IssueSeptember - November 2002
Review by Ippy D

Perhaps if I had known who half the (predominantly) men in this book were before I read it, Marc Estrin's novel could have been quite irritating. Thankfully my ignorance of famous 20th Century male thinkers, scientists, inventors and so on, probably saved me!

In fact, I rather liked this book. Its main character is one Gregor Samsa - half-man, half-cockroach. Samsa is an escapee from a Kafka novel (Metamorphosis) and this is a tale which reflects on some of the last century's most significant international political events - primarily the Second World War and the development of nuclear weapons (though Roosevelt's “New Deal” and the general rise in fascism across Europe in the 1930s, plus the various inventions and developments in ideas, are also there).

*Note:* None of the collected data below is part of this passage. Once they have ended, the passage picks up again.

//! Effective-uid gate for mutating commands
//!
//! Provisioning touches apt, /etc/systemd and the database server, all of
//! which require root. The check runs once up front so a run fails before
//! the first step instead of halfway through.

use anyhow::{Result, bail};

/// Whether the process is running with effective uid 0
pub fn is_root() -> bool {
    // SAFETY: geteuid has no preconditions and cannot fail
    unsafe { libc::geteuid() == 0 }
}

/// Refuse to continue unless running as root
pub fn require_root(action: &str) -> Result<()> {
    if !is_root() {
        bail!("root privileges are required to {action}; re-run with sudo");
    }
    Ok(())
}
//! Runtime version resolution from a project manifest.
//!
//! Reads `engines.node` from a package.json. The asymmetry here is
//! deliberate and load-bearing: an ABSENT field falls back to
//! [`DEFAULT_VERSION`], while a field that is PRESENT but null (JSON null
//! or the literal string "null") aborts with
//! [`Error::VersionFieldNull`](crate::Error::VersionFieldNull).

use crate::error::{Error, Result};
use serde_json::Value;
use std::fs;
use std::path::Path;

/// Version used when the manifest does not pin one.
pub const DEFAULT_VERSION: &str = "16";

/// Resolve the required runtime version from a package.json.
pub fn resolve_version(manifest: &Path) -> Result<String> {
    let content = fs::read_to_string(manifest).map_err(|e| Error::ManifestRead {
        path: manifest.to_path_buf(),
        source: e,
    })?;

    let json: Value = serde_json::from_str(&content).map_err(|e| Error::ManifestParse {
        path: manifest.to_path_buf(),
        source: e,
    })?;

    resolve_from_value(&json, manifest)
}

/// Resolve from already-parsed JSON (split out for tests).
fn resolve_from_value(json: &Value, manifest: &Path) -> Result<String> {
    match json.pointer("/engines/node") {
        None => Ok(DEFAULT_VERSION.to_string()),
        Some(Value::Null) => Err(Error::VersionFieldNull {
            manifest: manifest.to_path_buf(),
        }),
        // jq-style tooling renders a missing field as the string "null";
        // manifests written against that convention carry it literally
        Some(Value::String(s)) if s == "null" => Err(Error::VersionFieldNull {
            manifest: manifest.to_path_buf(),
        }),
        Some(Value::String(s)) => Ok(s.clone()),
        Some(other) => Err(Error::VersionFieldInvalid {
            manifest: manifest.to_path_buf(),
            found: json_type_name(other).to_string(),
        }),
    }
}

fn json_type_name(value: &Value) -> &'static str {
    match value {
        Value::Null => "null",
        Value::Bool(_) => "bool",
        Value::Number(_) => "number",
        Value::String(_) => "string",
        Value::Array(_) => "array",
        Value::Object(_) => "object",
    }
}
//! Service descriptor rendering for systemd units
//!
//! The builder here is the single source of truth for unit names and
//! contents: every long-running process the pipeline registers is declared
//! in the manifest and rendered through [`ServiceUnit::render`]. Nothing
//! else in the codebase hardcodes a unit name.

use serde::Deserialize;
use std::path::{Path, PathBuf};

use crate::config::{Manifest, resolve_dir};

/// PATH baked into generated units so commands resolve without a login shell
const UNIT_PATH: &str = "/usr/local/sbin:/usr/local/bin:/usr/sbin:/usr/bin:/sbin:/bin";

/// Execution type of a registered process
#[derive(Debug, Clone, Copy, PartialEq, Eq, Default, Deserialize)]
#[serde(rename_all = "kebab-case")]
pub enum UnitKind {
    /// Runs to completion once (e.g., a frontend build)
    Oneshot,
    /// Long-running process supervised by the service manager
    #[default]
    Daemon,
}

/// Restart policy for a registered process
#[derive(Debug, Clone, Copy, PartialEq, Eq, Default, Deserialize)]
#[serde(rename_all = "kebab-case")]
pub enum RestartPolicy {
    /// Restart whenever the process exits
    #[default]
    Always,
    /// Restart only on non-zero exit
    OnFailure,
    /// Never restart
    No,
}

impl RestartPolicy {
    fn as_systemd(self) -> &'static str {
        match self {
            Self::Always => "always",
            Self::OnFailure => "on-failure",
            Self::No => "no",
        }
    }
}

/// A declarative service descriptor
///
/// Describes how one process should be launched, supervised, and restarted
/// by the host's service manager. Built from the manifest; consumed by the
/// registrar; persists as host state until explicitly replaced.
#[derive(Debug, Clone, PartialEq, Eq)]
pub struct ServiceUnit {
    pub name: String,
    pub description: String,
    pub command: String,
    pub working_dir: PathBuf,
    pub user: String,
    pub env: Vec<(String, String)>,
    pub kind: UnitKind,
    pub restart: RestartPolicy,
    pub enable: bool,
}

impl ServiceUnit {
    /// File name of the unit under the service manager's configuration dir
    pub fn file_name(&self) -> String {
        format!("{}.service", self.name)
    }

    /// Render the systemd unit text
    pub fn render(&self) -> String {
        let mut out = String::new();

        out.push_str("[Unit]\n");
        out.push_str(&format!("Description={}\n", self.description));
        out.push_str("After=network.target\n");
        out.push('\n');

        out.push_str("[Service]\n");
        match self.kind {
            UnitKind::Oneshot => {
                out.push_str("Type=oneshot\n");
                out.push_str("RemainAfterExit=yes\n");
            }
            UnitKind::Daemon => {
                out.push_str("Type=simple\n");
            }
        }
        out.push_str(&format!("User={}\n", self.user));
        out.push_str(&format!(
            "WorkingDirectory={}\n",
            self.working_dir.display()
        ));
        out.push_str(&format!("Environment=PATH={UNIT_PATH}\n"));
        out.push_str("Environment=NODE_ENV=production\n");
        for (key, value) in &self.env {
            out.push_str(&format!("Environment={key}={value}\n"));
        }
        out.push_str(&format!(
            "ExecStart=/bin/bash -lc '{}'\n",
            shell_escape(&self.command)
        ));
        if self.kind == UnitKind::Daemon {
            out.push_str(&format!("Restart={}\n", self.restart.as_systemd()));
            out.push_str("RestartSec=3\n");
        }
        out.push('\n');

        out.push_str("[Install]\n");
        out.push_str("WantedBy=multi-user.target\n");

        out
    }
}

/// Build one descriptor per manifest service entry
///
/// Pure: resolves working directories against the manifest location and
/// stamps the invoking user, but touches nothing on the host.
pub fn build_units(manifest: &Manifest, base: &Path, user: &str) -> Vec<ServiceUnit> {
    manifest
        .services
        .iter()
        .map(|svc| ServiceUnit {
            name: svc.name.clone(),
            description: svc
                .description
                .clone()
                .unwrap_or_else(|| format!("{} (managed by stackup)", svc.name)),
            command: svc.command.clone(),
            working_dir: resolve_dir(base, &svc.dir),
            user: user.to_string(),
            env: svc.env.iter().map(|(k, v)| (k.clone(), v.clone())).collect(),
            kind: svc.kind,
            restart: svc.restart,
            enable: svc.enable,
        })
        .collect()
}

/// Identity of the invoking user, for the User= line
pub fn invoking_user() -> String {
    std::env::var("SUDO_USER")
        .or_else(|_| std::env::var("USER"))
        .or_else(|_| std::env::var("LOGNAME"))
        .unwrap_or_else(|_| "root".to_string())
}

/// Escape single quotes for embedding in a single-quoted bash string
fn shell_escape(command: &str) -> String {
    command.replace('\'', r"'\''")
}
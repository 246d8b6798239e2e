mod cli;
mod commands;
mod config;
mod db;
mod deps;
mod migrate;
mod privilege;
mod probe;
mod readiness;
mod service;
mod steps;
mod ui;
mod unit;

use anyhow::Result;
use clap::{CommandFactory, Parser};
use clap_complete::generate;
use cli::{Cli, Commands};
use std::io;

/// Global context for the application
pub struct Context {
    pub verbose: u8,
    pub quiet: bool,
}

fn main() -> Result<()> {
    let cli = Cli::parse();

    // Initialize logging based on verbosity
    let log_level = match cli.verbose {
        0 => log::LevelFilter::Warn,
        1 => log::LevelFilter::Info,
        2 => log::LevelFilter::Debug,
        _ => log::LevelFilter::Trace,
    };

    env_logger::Builder::new()
        .filter_level(if cli.quiet {
            log::LevelFilter::Error
        } else {
            log_level
        })
        .format_timestamp(None)
        .init();

    let ctx = Context {
        verbose: cli.verbose,
        quiet: cli.quiet,
    };

    match cli.command {
        Commands::Provision(args) => commands::provision::run(&ctx, &args.config, args.yes),
        Commands::Status(args) => commands::status::run(&ctx, &args.config),
        Commands::Doctor => commands::doctor::run(&ctx),
        Commands::Completions { shell } => {
            let mut cmd = Cli::command();
            generate(shell, &mut cmd, "stackup", &mut io::stdout());
            Ok(())
        }
    }
}
//! Error types for runtime resolution and installation.

use std::io;
use std::path::PathBuf;

/// Result type alias for runtimekit operations.
pub type Result<T> = std::result::Result<T, Error>;

/// Errors that can occur while resolving or installing a runtime.
#[derive(Debug, thiserror::Error)]
pub enum Error {
    /// The manifest declares the runtime version field but it is the null
    /// sentinel. This is a configuration defect, not a missing field, and
    /// deliberately does NOT fall back to the default version.
    #[error("engines.node is explicitly null in {manifest}; fix the manifest or remove the field")]
    VersionFieldNull {
        /// Manifest the defective field was read from.
        manifest: PathBuf,
    },

    /// The runtime version field exists but is not a string.
    #[error("engines.node in {manifest} is not a string (found {found})")]
    VersionFieldInvalid {
        /// Manifest the field was read from.
        manifest: PathBuf,
        /// JSON type name of the offending value.
        found: String,
    },

    /// Failed to read the manifest file.
    #[error("failed to read manifest {path}: {source}")]
    ManifestRead {
        /// Path that could not be read.
        path: PathBuf,
        /// Underlying IO error.
        #[source]
        source: io::Error,
    },

    /// The manifest is not valid JSON.
    #[error("failed to parse manifest {path}: {source}")]
    ManifestParse {
        /// Path that failed to parse.
        path: PathBuf,
        /// Underlying JSON error.
        #[source]
        source: serde_json::Error,
    },

    /// Installing the version manager itself failed.
    #[error("version manager install failed: {stderr}")]
    ManagerInstall {
        /// Standard error output from the install script.
        stderr: String,
    },

    /// `nvm install` exited non-zero.
    #[error("install failed for runtime version {version}: {stderr}")]
    InstallFailed {
        /// Requested runtime version.
        version: String,
        /// Standard error output from nvm.
        stderr: String,
    },

    /// Command could not be spawned at all.
    #[error("command failed: {message}")]
    CommandFailed {
        /// Description of what command failed.
        message: String,
    },

    /// IO error during file operations.
    #[error("IO error: {0}")]
    Io(#[from] io::Error),
}

#[cfg(test)]
mod tests {
    use super::*;

    #[test]
    fn test_version_field_null_display() {
        let err = Error::VersionFieldNull {
            manifest: PathBuf::from("/srv/app/package.json"),
        };
        let display = format!("{err}");
        assert!(display.contains("engines.node"));
        assert!(display.contains("/srv/app/package.json"));
    }

    #[test]
    fn test_install_failed_display_names_version() {
        let err = Error::InstallFailed {
            version: "16".to_string(),
            stderr: "download failed".to_string(),
        };
        assert!(format!("{err}").contains("16"));
    }
}
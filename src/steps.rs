//! Pipeline step adapters
//!
//! Binds the components (package backend, runtime installer, dependency
//! installer, database admin, service manager, readiness probe) into
//! [`pipeline::Step`] implementations and assembles them into the fixed
//! provisioning order:
//!
//! packages -> runtime -> project deps -> database (service, database,
//! user, grants) -> migrations -> services -> readiness.
//!
//! Steps whose action is naturally idempotent at the tool level (grants,
//! migrations, dependency install) report "not satisfied" unconditionally;
//! everything else carries a real existence probe.

use anyhow::Result;
use std::path::{Path, PathBuf};
use std::sync::Arc;

use pipeline::{Plan, Step};
use runtimekit::NvmInstaller;
use syspkg::Backend;

use crate::config::{EnvVars, Manifest, resolve_dir};
use crate::db::{DbError, MysqlAdmin};
use crate::deps::DependencyInstaller;
use crate::migrate::SchemaMigrator;
use crate::readiness::{self, ReadinessTarget};
use crate::service::ServiceManager;
use crate::unit::{ServiceUnit, build_units};

/// Readiness polls target the host the services were just started on
const LOCAL_HOST: &str = "127.0.0.1";

/// The component set a plan is built against
///
/// Every member is a seam: production wiring uses the real apt/nvm/mysql/
/// systemd implementations, tests substitute mocks.
pub struct Components {
    pub packages: Arc<dyn Backend>,
    pub runtime: Arc<NvmInstaller>,
    pub database: Arc<MysqlAdmin>,
    pub services: Arc<dyn ServiceManager>,
}

/// Assemble the full provisioning plan in dependency order
pub fn build_plan(
    manifest: &Manifest,
    base: &Path,
    env: &EnvVars,
    components: &Components,
    user: &str,
) -> Plan {
    let mut plan = Plan::new();

    for package in &manifest.host.packages {
        plan.push(Box::new(PackageStep {
            backend: components.packages.clone(),
            package: package.clone(),
        }));
    }

    let source = match &manifest.runtime.manifest {
        Some(path) => VersionSource::Manifest(resolve_dir(base, path)),
        None => VersionSource::Fixed(manifest.runtime.default_version.clone()),
    };
    plan.push(Box::new(RuntimeStep {
        source,
        installer: components.runtime.clone(),
    }));

    let deps = Arc::new(DependencyInstaller::new(env.clone()));
    for project in &manifest.projects {
        plan.push(Box::new(DepsStep {
            installer: deps.clone(),
            dir: resolve_dir(base, &project.dir),
            command: project.install_command.clone(),
        }));
    }

    plan.push(Box::new(DbServiceStep {
        manager: components.services.clone(),
        service: manifest.database.service.clone(),
    }));
    plan.push(Box::new(DbDatabaseStep {
        admin: components.database.clone(),
    }));
    plan.push(Box::new(DbUserStep {
        admin: components.database.clone(),
    }));
    plan.push(Box::new(DbGrantStep {
        admin: components.database.clone(),
    }));

    if let Some(migration) = &manifest.migration {
        plan.push(Box::new(MigrateStep {
            migrator: SchemaMigrator::new(
                resolve_dir(base, &migration.dir),
                &migration.command,
                &manifest.database,
                env.clone(),
            ),
        }));
    }

    for unit in build_units(manifest, base, user) {
        plan.push(Box::new(ServiceStep {
            manager: components.services.clone(),
            unit,
        }));
    }

    for service in &manifest.services {
        if let Some(port) = service.port {
            plan.push(Box::new(ReadinessStep {
                name: service.name.clone(),
                target: ReadinessTarget::from_config(LOCAL_HOST, port, &manifest.readiness),
            }));
        }
    }

    plan
}

// ============================================================================
// Packages
// ============================================================================

struct PackageStep {
    backend: Arc<dyn Backend>,
    package: String,
}

impl Step for PackageStep {
    fn name(&self) -> String {
        format!("package:{}", self.package)
    }

    fn description(&self) -> String {
        format!("Install system package {}", self.package)
    }

    fn is_satisfied(&self) -> Result<bool> {
        Ok(self.backend.is_installed(&self.package)?)
    }

    fn apply(&self) -> Result<()> {
        self.backend.update()?;
        self.backend.install(&self.package)?;
        Ok(())
    }
}

// ============================================================================
// Runtime
// ============================================================================

enum VersionSource {
    /// Read engines.node from a package.json at apply time
    Manifest(PathBuf),
    /// Use a fixed version directly
    Fixed(String),
}

struct RuntimeStep {
    source: VersionSource,
    installer: Arc<NvmInstaller>,
}

impl RuntimeStep {
    fn resolve(&self) -> Result<String> {
        match &self.source {
            VersionSource::Manifest(path) => Ok(runtimekit::resolve_version(path)?),
            VersionSource::Fixed(version) => Ok(version.clone()),
        }
    }
}

impl Step for RuntimeStep {
    fn name(&self) -> String {
        "runtime:node".to_string()
    }

    fn description(&self) -> String {
        "Install pinned Node.js runtime".to_string()
    }

    fn is_satisfied(&self) -> Result<bool> {
        if !self.installer.is_manager_installed() {
            return Ok(false);
        }
        let version = self.resolve()?;
        Ok(self.installer.is_version_installed(&version)?)
    }

    fn apply(&self) -> Result<()> {
        if !self.installer.is_manager_installed() {
            self.installer.install_manager()?;
        }
        let version = self.resolve()?;
        self.installer.install(&version)?;
        Ok(())
    }
}

// ============================================================================
// Project dependencies
// ============================================================================

struct DepsStep {
    installer: Arc<DependencyInstaller>,
    dir: PathBuf,
    command: String,
}

impl Step for DepsStep {
    fn name(&self) -> String {
        format!("deps:{}", self.dir.display())
    }

    fn description(&self) -> String {
        format!("Install project dependencies in {}", self.dir.display())
    }

    fn is_satisfied(&self) -> Result<bool> {
        // The install command converges on its own; re-running is safe
        Ok(false)
    }

    fn apply(&self) -> Result<()> {
        self.installer.install(&self.dir, &self.command)?;
        Ok(())
    }
}

// ============================================================================
// Database
// ============================================================================

struct DbServiceStep {
    manager: Arc<dyn ServiceManager>,
    service: String,
}

impl Step for DbServiceStep {
    fn name(&self) -> String {
        "db:service".to_string()
    }

    fn description(&self) -> String {
        format!("Start database server ({})", self.service)
    }

    fn is_satisfied(&self) -> Result<bool> {
        Ok(self.manager.is_active(&self.service))
    }

    fn apply(&self) -> Result<()> {
        self.manager.start(&self.service).map_err(|e| {
            DbError::StartFailed {
                stderr: e.to_string(),
            }
        })?;
        Ok(())
    }
}

struct DbDatabaseStep {
    admin: Arc<MysqlAdmin>,
}

impl Step for DbDatabaseStep {
    fn name(&self) -> String {
        "db:database".to_string()
    }

    fn description(&self) -> String {
        format!("Create database {}", self.admin.config().name)
    }

    fn is_satisfied(&self) -> Result<bool> {
        Ok(self.admin.database_exists()?)
    }

    fn apply(&self) -> Result<()> {
        self.admin.create_database()?;
        Ok(())
    }
}

struct DbUserStep {
    admin: Arc<MysqlAdmin>,
}

impl Step for DbUserStep {
    fn name(&self) -> String {
        "db:user".to_string()
    }

    fn description(&self) -> String {
        format!("Create database user {}", self.admin.config().user)
    }

    fn is_satisfied(&self) -> Result<bool> {
        Ok(self.admin.user_exists()?)
    }

    fn apply(&self) -> Result<()> {
        self.admin.create_user()?;
        Ok(())
    }
}

struct DbGrantStep {
    admin: Arc<MysqlAdmin>,
}

impl Step for DbGrantStep {
    fn name(&self) -> String {
        "db:grant".to_string()
    }

    fn description(&self) -> String {
        format!(
            "Grant privileges on {} to {}",
            self.admin.config().name,
            self.admin.config().user
        )
    }

    fn is_satisfied(&self) -> Result<bool> {
        // Re-granting identical privileges is a no-op on the server
        Ok(false)
    }

    fn apply(&self) -> Result<()> {
        self.admin.grant_privileges()?;
        Ok(())
    }
}

// ============================================================================
// Migrations
// ============================================================================

struct MigrateStep {
    migrator: SchemaMigrator,
}

impl Step for MigrateStep {
    fn name(&self) -> String {
        "db:migrate".to_string()
    }

    fn description(&self) -> String {
        format!("Apply schema migrations in {}", self.migrator.dir().display())
    }

    fn is_satisfied(&self) -> Result<bool> {
        // Deploy mode is a no-op against an up-to-date schema
        Ok(false)
    }

    fn apply(&self) -> Result<()> {
        self.migrator.apply()?;
        Ok(())
    }
}

// ============================================================================
// Services
// ============================================================================

struct ServiceStep {
    manager: Arc<dyn ServiceManager>,
    unit: ServiceUnit,
}

impl Step for ServiceStep {
    fn name(&self) -> String {
        format!("service:{}", self.unit.name)
    }

    fn description(&self) -> String {
        format!("Register and start service {}", self.unit.name)
    }

    fn is_satisfied(&self) -> Result<bool> {
        let enabled_ok = !self.unit.enable || self.manager.is_enabled(&self.unit.name);
        Ok(self.manager.unit_current(&self.unit)
            && enabled_ok
            && self.manager.is_active(&self.unit.name))
    }

    fn apply(&self) -> Result<()> {
        let changed = self.manager.write_unit(&self.unit)?;
        if changed {
            self.manager.daemon_reload()?;
        }
        if self.unit.enable {
            self.manager.enable(&self.unit.name)?;
        }
        self.manager.start(&self.unit.name)?;
        Ok(())
    }
}

// ============================================================================
// Readiness
// ============================================================================

struct ReadinessStep {
    name: String,
    target: ReadinessTarget,
}

impl Step for ReadinessStep {
    fn name(&self) -> String {
        format!("ready:{}", self.name)
    }

    fn description(&self) -> String {
        format!(
            "Wait for {} to accept connections on port {}",
            self.name, self.target.port
        )
    }

    fn is_satisfied(&self) -> Result<bool> {
        Ok(readiness::check(&self.target))
    }

    fn apply(&self) -> Result<()> {
        readiness::wait_until_ready(&self.target)?;
        Ok(())
    }
}
//! Real apt backend using `apt-get` and `dpkg-query` commands.

use crate::backend::Backend;
use crate::error::{Error, Result};
use std::process::Command;

/// Backend that executes real `apt-get` commands.
pub struct AptBackend {
    /// Path to the apt-get executable
    apt_get: String,
}

impl AptBackend {
    /// Create a new AptBackend.
    ///
    /// Returns an error if apt-get is not installed.
    pub fn new() -> Result<Self> {
        let apt_get = find_apt_get()?;
        Ok(Self { apt_get })
    }

    /// Run apt-get with the noninteractive frontend and return output.
    fn run_apt(&self, args: &[&str]) -> Result<std::process::Output> {
        let output = Command::new(&self.apt_get)
            .args(args)
            .env("DEBIAN_FRONTEND", "noninteractive")
            .output()
            .map_err(|e| Error::CommandFailed {
                message: format!("failed to execute apt-get: {e}"),
            })?;
        Ok(output)
    }
}

impl Backend for AptBackend {
    fn is_available(&self) -> bool {
        self.run_apt(&["--version"])
            .map(|o| o.status.success())
            .unwrap_or(false)
    }

    fn update(&self) -> Result<()> {
        let output = self.run_apt(&["update", "-y"])?;

        if !output.status.success() {
            let stderr = String::from_utf8_lossy(&output.stderr);
            return Err(Error::UpdateFailed {
                stderr: stderr.trim().to_string(),
            });
        }

        Ok(())
    }

    fn install(&self, package: &str) -> Result<()> {
        let output = self.run_apt(&["install", "-y", package])?;

        if !output.status.success() {
            let stderr = String::from_utf8_lossy(&output.stderr);
            return Err(Error::InstallFailed {
                package: package.to_string(),
                stderr: stderr.trim().to_string(),
            });
        }

        Ok(())
    }

    fn is_installed(&self, package: &str) -> Result<bool> {
        let output = Command::new("dpkg-query")
            .args(["-W", "-f=${Status}", package])
            .output()
            .map_err(|e| Error::CommandFailed {
                message: format!("failed to execute dpkg-query: {e}"),
            })?;

        // dpkg-query exits non-zero for packages it has never heard of
        if !output.status.success() {
            return Ok(false);
        }

        let stdout = String::from_utf8_lossy(&output.stdout);
        Ok(parse_dpkg_status(&stdout))
    }
}

/// Find the apt-get executable path.
fn find_apt_get() -> Result<String> {
    let paths = ["/usr/bin/apt-get", "/bin/apt-get"];

    for path in &paths {
        if std::path::Path::new(path).exists() {
            return Ok((*path).to_string());
        }
    }

    // Try which
    let output = Command::new("which")
        .arg("apt-get")
        .output()
        .map_err(|_| Error::AptNotFound)?;

    if output.status.success() {
        let path = String::from_utf8_lossy(&output.stdout).trim().to_string();
        if !path.is_empty() {
            return Ok(path);
        }
    }

    Err(Error::AptNotFound)
}

/// Parse a dpkg status string like "install ok installed".
///
/// Removed-but-configured packages report "deinstall ok config-files" and
/// must not count as installed.
fn parse_dpkg_status(status: &str) -> bool {
    status.trim() == "install ok installed"
}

Having never read any Kafka either, I had nothing to judge the, roach concept or Gregor's character by. Again, I think this is probably a good thing. Other reviewers have claimed it as both an “audacious” and “outrageous” premise “especially for a first novel”, but I thought it was fine - why not have ,roach-man as the central character in a novel?

From humble beginnings as an entity to be viewed in an Austrian freakshow, via chats with Wittgenstein, a stint at a US insurance company (developing the concept of “risk-management”) and a sojourn in a kitchen cupboard in FDR's White House, he ultimately gets embroiled in the nefarious nuclear goings-on at Los Alamos.

Estrin portrays Gregor as a slightly naive - but very likeable - roachman, who doesn't seem to comprehend the horrible machinations of “big politics”, as when he protests to FDR about the US's unwillingness to help the Jewish and other communities persecuted and killed by the Nazis, or when he cannot reconcile the inherent “goodness” in some of his Los Alomos colleagues and the terrible bomb they are about to unleash on the world.

So, given that I probably didn't get half the references, I got a lot out of this book. I looked forward to my nightly 20 minutes of “Gregor's adventures” and will miss him now he's gone!